[Dataset entries]
##########

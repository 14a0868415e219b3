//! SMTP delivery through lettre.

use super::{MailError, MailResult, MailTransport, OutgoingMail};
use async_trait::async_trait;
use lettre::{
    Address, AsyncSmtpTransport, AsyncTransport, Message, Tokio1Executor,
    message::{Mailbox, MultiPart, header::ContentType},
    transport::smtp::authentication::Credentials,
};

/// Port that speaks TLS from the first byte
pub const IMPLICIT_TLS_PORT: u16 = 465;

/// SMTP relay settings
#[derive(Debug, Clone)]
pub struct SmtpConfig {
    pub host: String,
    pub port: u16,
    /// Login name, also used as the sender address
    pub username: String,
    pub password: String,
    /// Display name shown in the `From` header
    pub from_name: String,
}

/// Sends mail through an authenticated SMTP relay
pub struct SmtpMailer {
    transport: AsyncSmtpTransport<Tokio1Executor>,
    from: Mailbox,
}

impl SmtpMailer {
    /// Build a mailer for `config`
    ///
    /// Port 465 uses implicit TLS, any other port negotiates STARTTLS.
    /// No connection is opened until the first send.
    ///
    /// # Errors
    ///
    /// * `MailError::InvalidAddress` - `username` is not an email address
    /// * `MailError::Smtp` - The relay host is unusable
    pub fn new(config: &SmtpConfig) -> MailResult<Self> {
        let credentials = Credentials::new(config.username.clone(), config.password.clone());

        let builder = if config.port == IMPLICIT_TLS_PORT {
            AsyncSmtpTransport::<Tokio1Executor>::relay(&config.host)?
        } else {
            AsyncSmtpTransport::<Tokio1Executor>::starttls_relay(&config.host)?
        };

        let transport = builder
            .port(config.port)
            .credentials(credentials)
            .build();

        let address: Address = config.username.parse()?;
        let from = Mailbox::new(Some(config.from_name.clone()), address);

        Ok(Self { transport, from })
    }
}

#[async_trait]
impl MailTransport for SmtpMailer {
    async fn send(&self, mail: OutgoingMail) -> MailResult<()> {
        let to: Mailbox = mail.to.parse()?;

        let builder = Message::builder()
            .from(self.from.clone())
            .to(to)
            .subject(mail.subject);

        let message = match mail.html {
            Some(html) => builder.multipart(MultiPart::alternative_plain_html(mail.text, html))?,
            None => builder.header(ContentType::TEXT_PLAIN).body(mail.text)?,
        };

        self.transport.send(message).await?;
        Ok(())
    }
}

##########

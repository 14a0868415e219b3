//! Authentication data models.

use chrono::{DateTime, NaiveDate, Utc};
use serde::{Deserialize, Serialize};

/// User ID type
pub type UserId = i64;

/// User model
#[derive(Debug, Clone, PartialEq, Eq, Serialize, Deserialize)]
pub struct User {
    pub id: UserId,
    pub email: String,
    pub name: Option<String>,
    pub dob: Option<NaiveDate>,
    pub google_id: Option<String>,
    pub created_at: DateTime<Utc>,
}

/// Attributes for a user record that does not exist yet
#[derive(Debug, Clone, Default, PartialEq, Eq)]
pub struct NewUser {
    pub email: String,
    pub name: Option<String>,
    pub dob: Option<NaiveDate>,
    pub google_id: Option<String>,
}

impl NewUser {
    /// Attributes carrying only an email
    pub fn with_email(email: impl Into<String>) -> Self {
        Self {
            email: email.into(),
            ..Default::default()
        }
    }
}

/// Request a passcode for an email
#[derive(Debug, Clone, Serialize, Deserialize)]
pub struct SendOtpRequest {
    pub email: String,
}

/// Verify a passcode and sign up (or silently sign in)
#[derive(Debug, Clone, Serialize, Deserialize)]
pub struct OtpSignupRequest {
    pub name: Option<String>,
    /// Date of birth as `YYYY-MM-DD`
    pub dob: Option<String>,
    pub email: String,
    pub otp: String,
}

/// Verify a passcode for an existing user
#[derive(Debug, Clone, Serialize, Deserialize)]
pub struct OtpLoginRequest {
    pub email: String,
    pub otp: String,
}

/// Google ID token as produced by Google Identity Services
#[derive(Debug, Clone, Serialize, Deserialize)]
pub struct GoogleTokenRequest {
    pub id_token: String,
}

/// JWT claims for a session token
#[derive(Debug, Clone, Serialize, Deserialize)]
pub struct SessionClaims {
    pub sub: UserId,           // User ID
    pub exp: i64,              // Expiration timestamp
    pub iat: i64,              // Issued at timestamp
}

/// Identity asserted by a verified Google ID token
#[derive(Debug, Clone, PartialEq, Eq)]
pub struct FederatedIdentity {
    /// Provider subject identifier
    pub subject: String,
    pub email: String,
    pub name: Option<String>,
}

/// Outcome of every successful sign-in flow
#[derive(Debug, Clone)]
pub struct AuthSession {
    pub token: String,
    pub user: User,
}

##########

Show every line above in which the word "passcode" is found.

▶ [Written solution]
/// Request a passcode for an email
/// Verify a passcode and sign up (or silently sign in)
/// Verify a passcode for an existing user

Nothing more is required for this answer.